You know, are you trying to build a kind of household name, something that could be a billion dollar or billion euro company, right? Or are you trying to create a really successful $50 million company, which is an amazing, amazing outcome, but is less suited for venture capital? ⁓ And to try and understand, you know, what does that dream look like? Because not every founder even wants to build that, that large company.
Daniel Faloppa (06:38)
Yeah.
Yeah, yeah,
for sure. And they don’t have to, right? Despite the fact that like in the press, a lot of the times you find this like the press is very single sided on these extreme outcomes, but they don’t have to. And sometimes actually with dilution and with everything, like a smaller outcome where you keep more of the equity might end up personally better for some founders.
Jorian Hoover (07:06)
Absolutely. have
a couple founder friends where, you know, kind of in confidence, they’ll tell me, hey, I’ve raised 40, $50 million. I have 30 million in annual revenues. You know, they’re doing quite well, but because of all the investment they’ve taken on.
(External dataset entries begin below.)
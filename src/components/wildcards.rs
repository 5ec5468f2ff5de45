//! XSD wildcards (`xs:any`, `xs:anyAttribute`)
//!
//! Namespace constraints follow the XSD 1.0 model: `any`, a negation of a
//! single namespace name or of absence, or a finite set of namespace names
//! (possibly containing absence). Union and intersection implement
//! XSD 1.0 §3.10.6.

use std::collections::BTreeSet;
use std::fmt;
use std::sync::Arc;

use crate::error::{CompileError, CompileErrorKind};

/// A namespace name or absence (`None`, written `##local`)
pub type NamespaceName = Option<Arc<str>>;

/// Process contents mode for wildcards
#[derive(Debug, Clone, Copy, PartialEq, Eq, Hash, Default)]
pub enum ProcessContents {
    /// Validate strictly - element/attribute must be declared
    #[default]
    Strict,
    /// Validate if declaration found, otherwise accept
    Lax,
    /// Skip validation entirely
    Skip,
}

impl ProcessContents {
    /// Parse from string value
    pub fn from_str(s: &str) -> Option<Self> {
        match s {
            "strict" => Some(Self::Strict),
            "lax" => Some(Self::Lax),
            "skip" => Some(Self::Skip),
            _ => None,
        }
    }

    /// Attribute spelling
    pub fn as_str(&self) -> &'static str {
        match self {
            Self::Strict => "strict",
            Self::Lax => "lax",
            Self::Skip => "skip",
        }
    }
}

impl fmt::Display for ProcessContents {
    fn fmt(&self, f: &mut fmt::Formatter<'_>) -> fmt::Result {
        f.write_str(self.as_str())
    }
}

/// Namespace constraint for wildcards
#[derive(Debug, Clone, PartialEq, Eq, Hash, PartialOrd, Ord)]
pub enum NamespaceConstraint {
    /// Any namespace is allowed (##any)
    Any,
    /// Not this namespace and not absent (`##other` is `Not(tns)`)
    Not(NamespaceName),
    /// Specific set of allowed namespaces
    Set(BTreeSet<NamespaceName>),
}

impl Default for NamespaceConstraint {
    fn default() -> Self {
        Self::Any
    }
}

fn ns(value: Option<&str>) -> NamespaceName {
    value.filter(|v| !v.is_empty()).map(Arc::from)
}

impl NamespaceConstraint {
    /// Create from namespace attribute value
    pub fn from_namespace_attr(
        value: &str,
        target_namespace: Option<&str>,
    ) -> Result<Self, CompileError> {
        match value.trim() {
            "##any" => Ok(Self::Any),
            "##other" => Ok(Self::Not(ns(target_namespace))),
            value => {
                let mut namespaces = BTreeSet::new();
                for token in value.split_whitespace() {
                    match token {
                        "##local" => {
                            namespaces.insert(None);
                        }
                        "##targetNamespace" => {
                            namespaces.insert(ns(target_namespace));
                        }
                        s if s.starts_with("##") => {
                            return Err(CompileError::new(
                                CompileErrorKind::StructureViolation,
                                format!("wrong value '{}' in 'namespace' attribute", s),
                            ));
                        }
                        uri => {
                            namespaces.insert(ns(Some(uri)));
                        }
                    }
                }
                Ok(Self::Set(namespaces))
            }
        }
    }

    /// Set constraint from explicit namespace names
    pub fn set<'a>(namespaces: impl IntoIterator<Item = Option<&'a str>>) -> Self {
        Self::Set(namespaces.into_iter().map(ns).collect())
    }

    /// Negation of a namespace name (or of absence when `None`)
    pub fn not(namespace: Option<&str>) -> Self {
        Self::Not(ns(namespace))
    }

    /// Check if a namespace is allowed by this constraint
    pub fn allows(&self, namespace: Option<&str>) -> bool {
        match self {
            Self::Any => true,
            Self::Not(excluded) => namespace.is_some() && namespace != excluded.as_deref(),
            Self::Set(set) => set.contains(&ns(namespace)),
        }
    }

    /// True for the empty set
    pub fn is_empty(&self) -> bool {
        matches!(self, Self::Set(set) if set.is_empty())
    }

    /// Union per XSD 1.0 §3.10.6; `None` when not expressible
    pub fn union(&self, other: &Self) -> Option<Self> {
        match (self, other) {
            (a, b) if a == b => Some(a.clone()),
            (Self::Any, _) | (_, Self::Any) => Some(Self::Any),
            (Self::Set(a), Self::Set(b)) => Some(Self::Set(a.union(b).cloned().collect())),
            (Self::Not(_), Self::Not(_)) => Some(Self::Not(None)),
            (Self::Not(negated), Self::Set(set)) | (Self::Set(set), Self::Not(negated)) => {
                let has_absent = set.contains(&None);
                match negated {
                    Some(_) => {
                        let has_negated = set.contains(negated);
                        match (has_negated, has_absent) {
                            (true, true) => Some(Self::Any),
                            (true, false) => Some(Self::Not(None)),
                            (false, true) => None,
                            (false, false) => Some(Self::Not(negated.clone())),
                        }
                    }
                    None if has_absent => Some(Self::Any),
                    None => Some(Self::Not(None)),
                }
            }
        }
    }

    /// Intersection per XSD 1.0 §3.10.6; `None` when not expressible
    pub fn intersection(&self, other: &Self) -> Option<Self> {
        match (self, other) {
            (a, b) if a == b => Some(a.clone()),
            (Self::Any, x) | (x, Self::Any) => Some(x.clone()),
            (Self::Set(a), Self::Set(b)) => Some(Self::Set(a.intersection(b).cloned().collect())),
            (Self::Not(negated), Self::Set(set)) | (Self::Set(set), Self::Not(negated)) => Some(
                Self::Set(
                    set.iter()
                        .filter(|n| n.is_some() && *n != negated)
                        .cloned()
                        .collect(),
                ),
            ),
            (Self::Not(a), Self::Not(b)) => match (a, b) {
                (None, _) => Some(Self::Not(b.clone())),
                (_, None) => Some(Self::Not(a.clone())),
                _ => None,
            },
        }
    }

    /// True if some namespace is allowed by both constraints
    pub fn overlaps(&self, other: &Self) -> bool {
        match self.intersection(other) {
            Some(common) => !common.is_empty(),
            None => true,
        }
    }

    /// True if every namespace allowed by `self` is allowed by `other`
    pub fn is_subset_of(&self, other: &Self) -> bool {
        match (self, other) {
            (_, Self::Any) => true,
            (Self::Any, _) => false,
            (Self::Set(set), _) => set.iter().all(|n| other.allows(n.as_deref())),
            (Self::Not(a), Self::Not(b)) => a == b || b.is_none(),
            (Self::Not(_), Self::Set(_)) => false,
        }
    }
}

impl fmt::Display for NamespaceConstraint {
    fn fmt(&self, f: &mut fmt::Formatter<'_>) -> fmt::Result {
        match self {
            Self::Any => f.write_str("##any"),
            Self::Not(None) => f.write_str("not(##local)"),
            Self::Not(Some(uri)) => write!(f, "not({})", uri),
            Self::Set(set) => {
                let parts: Vec<&str> = set
                    .iter()
                    .map(|n| n.as_deref().unwrap_or("##local"))
                    .collect();
                write!(f, "[{}]", parts.join(" "))
            }
        }
    }
}

/// Wildcard component shared by `xs:any` and `xs:anyAttribute`
#[derive(Debug, Clone, PartialEq, Eq, Hash, Default)]
pub struct Wildcard {
    /// Namespace constraint
    pub constraint: NamespaceConstraint,
    /// Process contents mode
    pub process_contents: ProcessContents,
}

impl Wildcard {
    /// Create a wildcard
    pub fn new(constraint: NamespaceConstraint, process_contents: ProcessContents) -> Self {
        Self {
            constraint,
            process_contents,
        }
    }

    /// `##any` with the given processing mode
    pub fn any(process_contents: ProcessContents) -> Self {
        Self::new(NamespaceConstraint::Any, process_contents)
    }

    /// Check if a namespace is allowed
    pub fn allows(&self, namespace: Option<&str>) -> bool {
        self.constraint.allows(namespace)
    }
}

impl fmt::Display for Wildcard {
    fn fmt(&self, f: &mut fmt::Formatter<'_>) -> fmt::Result {
        write!(f, "any({}, {})", self.constraint, self.process_contents)
    }
}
you know, they really need to keep growing this thing for a good outcome. Now they’re not just doing it for the outcome side. They also want to build a good business, but I don’t think they realized kind of all the restraints it was going to put on. So understanding that before you dive in, is really important.
Daniel Faloppa (07:35)
Yeah.
Yeah.
Yeah, super. Yeah. It’s a long topic, right? We could probably do an episode only on that. But indeed, like venture capital and just equity, fundraise comes with some expectations of returns and you need to make sure that those expectations are aligned with your own before jumping onto basically a marriage where the goals are completely different between the founding team and the investors.
Jorian Hoover (08:07)
That’s right. That’s absolutely right.
Daniel Faloppa (08:10)
Nice. how do you go about like, let’s say, okay, they’ve decided that’s the outcome they want. They’ve decided venture capital is the way to finance that strategy. How do you go about determining like what kind of amount they should be looking for and whether like the milestones that they have are reasonable for fundraising that type of run.
Jorian Hoover (08:31)
Yeah, so typically at the earliest stages, you want to look at what milestones you’re trying to hit kind of one in two years out or so. Typically, people are fundraising for two-ish years of runaway, maybe three or so. And you really want to think through what
What kind of funds do you need to actually hit those milestones? Right. And then make sure there’s enough buffer in there as well. And that’s where talking to other founders or looking at other examples can be really helpful. Because sometimes what can happen on that back of the napkin math is you’ll say, OK, well, we need to we need to add these features and we need to add this go to market. And so I need, you know, we’re going to hit two million
revenue. And so I need three developers and I need one salesperson. And if you then talk to someone who has a company at that size, they’ll tell you, you know, making these numbers a little bit up, but no, gosh, you really need double that and those engineers and triple salespeople or something like that. And of course, this is changing a little bit with AI. But my my message is you don’t want to undershoot on how much money you need, because otherwise then you’ll come back and
need money much sooner before you’ve even been able to get milestones. And so when you’re thinking about how much to raise, there’s definitely a part with the milestones. And then there’s also some market reality of how much is the market willing to give you? If you need five, but the market’s only willing to give you two, you might need to make a plan for two. On the opposite end, if money is really kind easy to come by, if we’re in a ZERP area or something like that,
Maybe you don’t want to over raise, but maybe it’s worth grabbing a little bit of extra money while it’s quote unquote cheap.
Daniel Faloppa (10:16)
Yeah, yeah. Yeah, and this idea of milestones meaning like try to raise enough in order to achieve enough milestones so you can raise the next round, right? I feel that’s already something that founders are not really extremely aware the first time that they risk happening.
Jorian Hoover (10:33)
Yeah,
is there a mistake or two you often see kind of when founders are deciding how much to raise?
Daniel Faloppa (10:41)
Yeah, well, one thing we were chatting about is we get a lot of calls from companies that are trying to right before or with the purpose of launching their product, but the launch is like two months, like a month or two, right? And like, that’s the difficult, incredibly difficult process of trying to raise something before a major milestone, right? Every investor…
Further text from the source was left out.